In Manila for the shared Independence Day of the U.S. and the Philippine Republic, Nixon pooled the anniversaries--the 180th for the U.S. and the tenth for the Philippines--and referred to "190 years of independence." With President Ramon Magsaysay, he announced a new U.S. policy giving the Philippines title to U.S. military bases in that country, thereby settling an old point of tension between friends (see FOREIGN NEWS).

"The Word Among the People." From the moment Nixon and his wife emerged from a MATS Constellation at Manila's airport, the Vice President generated friendship. He shook hands held out from the cordoned crowd, relied with effect on his California Spanish, three times halted his white Cadillac on the drive to Magsaysay's residence to shake hands. Secret Service men blanched, but Filipinos loved it. Said one in ultimate tribute: "The word among the people is that Nixon is like Magsaysay."

Half a million people crammed Manila's spacious bayside park, the Luneta, to hear Nixon and Magsaysay deliver Fourth of July addresses. In a speech carefully tooled to make clear U.S. policy on neutralism, Nixon said that the U.S., which went through an era of isolationism, can understand the feelings of some nations that want to avoid international alliances. But free nations, he said, can find far greater security by banding together. Then he laid down a clear line: "There is [a] brand of neutralism that makes no moral distinction between the Communist world and the free world. With this viewpoint we have no sympathy."

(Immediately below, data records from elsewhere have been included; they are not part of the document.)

use std::fs;
use std::path::PathBuf;

use cricpredict::dashboard::{
    CardTone, DashboardView, MAX_INSIGHTS, aggression_score, momentum_score, milestones_score,
};
use cricpredict::result::{PhaseProjection, PredictionResult, RiskLevel, parse_prediction_json};

fn read_fixture(name: &str) -> String {
    let mut path = PathBuf::from(env!("CARGO_MANIFEST_DIR"));
    path.push("tests");
    path.push("fixtures");
    path.push(name);
    fs::read_to_string(path).expect("fixture file should be readable")
}

fn smith_result() -> PredictionResult {
    parse_prediction_json(&read_fixture("prediction_smith.json")).expect("fixture should parse")
}

#[test]
fn smith_scenario_renders_three_insights_one_point_and_exact_bars() {
    let view = DashboardView::build(&smith_result(), "Steve Smith");

    assert_eq!(view.player_name, "Steve Smith");
    assert_eq!(view.insights, vec!["a", "b", "c"]);
    assert_eq!(view.trajectory.len(), 1);
    assert_eq!(view.trajectory[0].phase, "Powerplay");
    assert_eq!(view.trajectory[0].runs, 15.0);

    let widths: Vec<f64> = view.milestones.iter().map(|b| b.percent).collect();
    assert_eq!(widths, vec![70.0, 40.0, 10.0]);
    let labels: Vec<&str> = view.milestones.iter().map(|b| b.label).collect();
    assert_eq!(labels, vec!["30+", "50+", "100+"]);

    assert_eq!(view.technical_advice, "Watch the short ball");
}

#[test]
fn milestone_width_matches_probability_exactly() {
    let mut result = smith_result();
    result.probability_of_fifty = 72.0;
    let view = DashboardView::build(&result, "X");
    assert_eq!(view.milestones[1].percent, 72.0);
}

#[test]
fn aggression_follows_risk_level() {
    assert_eq!(aggression_score(RiskLevel::High), 90.0);
    assert_eq!(aggression_score(RiskLevel::Low), 30.0);
    assert_eq!(aggression_score(RiskLevel::Medium), 65.0);

    for level in RiskLevel::ALL {
        let mut result = smith_result();
        result.risk_level = level;
        let view = DashboardView::build(&result, "X");
        let axis = view
            .radar
            .iter()
            .find(|a| a.subject == "Aggression")
            .expect("aggression axis");
        assert_eq!(axis.value, aggression_score(level));
    }
}

#[test]
fn radar_uses_pace_spin_momentum_and_milestones() {
    let result = smith_result();
    let view = DashboardView::build(&result, "X");
    let values: Vec<(&str, f64)> = view.radar.iter().map(|a| (a.subject, a.value)).collect();
    assert_eq!(
        values,
        vec![
            ("Vs Pace", 60.0),
            ("Vs Spin", 75.0),
            ("Aggression", 65.0),
            ("Momentum", 40.0),
            ("Milestones", (70.0 + 40.0) / 1.5),
        ]
    );
    assert_eq!(milestones_score(&result), (70.0 + 40.0) / 1.5);
}

#[test]
fn momentum_defaults_without_phases() {
    let mut result = smith_result();
    result.phased_analysis.clear();
    assert_eq!(momentum_score(&result), 50.0);

    result.phased_analysis.push(PhaseProjection {
        phase: "Powerplay".to_string(),
        expected_runs: 0.0,
        intensity: 0.0,
    });
    assert_eq!(momentum_score(&result), 50.0);
}

#[test]
fn trajectory_keeps_phase_order() {
    let mut result = smith_result();
    result.phased_analysis = ["Death", "Powerplay", "Middle"]
        .iter()
        .enumerate()
        .map(|(i, phase)| PhaseProjection {
            phase: phase.to_string(),
            expected_runs: (i as f64 + 1.0) * 10.0,
            intensity: 50.0,
        })
        .collect();
    let view = DashboardView::build(&result, "X");
    let order: Vec<(&str, f64)> = view
        .trajectory
        .iter()
        .map(|p| (p.phase.as_str(), p.x))
        .collect();
    assert_eq!(order, vec![("Death", 0.0), ("Powerplay", 1.0), ("Middle", 2.0)]);
    assert_eq!(view.trajectory_ceiling(), (30.0_f64 * 1.2).ceil());
}

#[test]
fn fewer_than_three_insights_are_shown_as_is() {
    let mut result = smith_result();
    result.key_insights = vec!["only".to_string()];
    let view = DashboardView::build(&result, "X");
    assert_eq!(view.insights, vec!["only"]);
    assert!(view.insights.len() <= MAX_INSIGHTS);
}

#[test]
fn summary_cards_show_range_and_risk_tone() {
    let mut result = smith_result();
    let view = DashboardView::build(&result, "X");
    assert_eq!(view.cards[0].value, "45");
    assert_eq!(view.cards[0].sub, "20-80 Range");
    assert_eq!(view.cards[1].value, "55");
    assert_eq!(view.cards[2].value, "Left-arm pace");
    assert_eq!(view.cards[3].value, "Medium");
    assert_eq!(view.cards[3].tone, CardTone::Calm);

    result.risk_level = RiskLevel::High;
    let view = DashboardView::build(&result, "X");
    assert_eq!(view.cards[3].tone, CardTone::Hot);
}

Citing U.S.-Philippine friendship, Nixon hoped "other nations will study this example carefully and realize what it means to walk side by side with the United States of America. Let them contrast your strength and security with the fate of small nations who were not united with us in mutual alliances. You are independent. But are Latvia, Estonia and Lithuania independent? Is there any freedom in East Germany, Poland, Czechoslovakia, Hungary, Rumania, Bulgaria and Albania?

"How much liberty is there in North Korea or North Viet Nam? What has happened to ancient Tibet? We must all frankly face this question: Where there is a threat of Communist colonial imperialism is a nation really safe in striking out alone?"

Another Country Heard From. Flying on to Saigon, the Vice President, again to general public delight, reached for the hands of plain people, moved to the background while South Viet Nam marked the second anniversary of Ngo Dinh Diem's government. "You may be sure that you will have the warm support and admiration of the American people," Nixon said. "Although your country is divided, the militant march of Communism has been halted."

On Formosa Nixon assured Chiang Kai-shek that the U.S. in its Geneva discussions is mapping no end-around play on Far East allies whose anti-Communist front has been molded at U.S. insistence. From there he flew on for stops in Pakistan and Turkey.

As the Vice President moved around the world, Moscow took note of his effective salesmanship, and denounced it as "propaganda." What Moscow did not say was that the Kremlin has been eager to have Nixon visit Russia, has already sounded out the possibilities. The probable answer: no.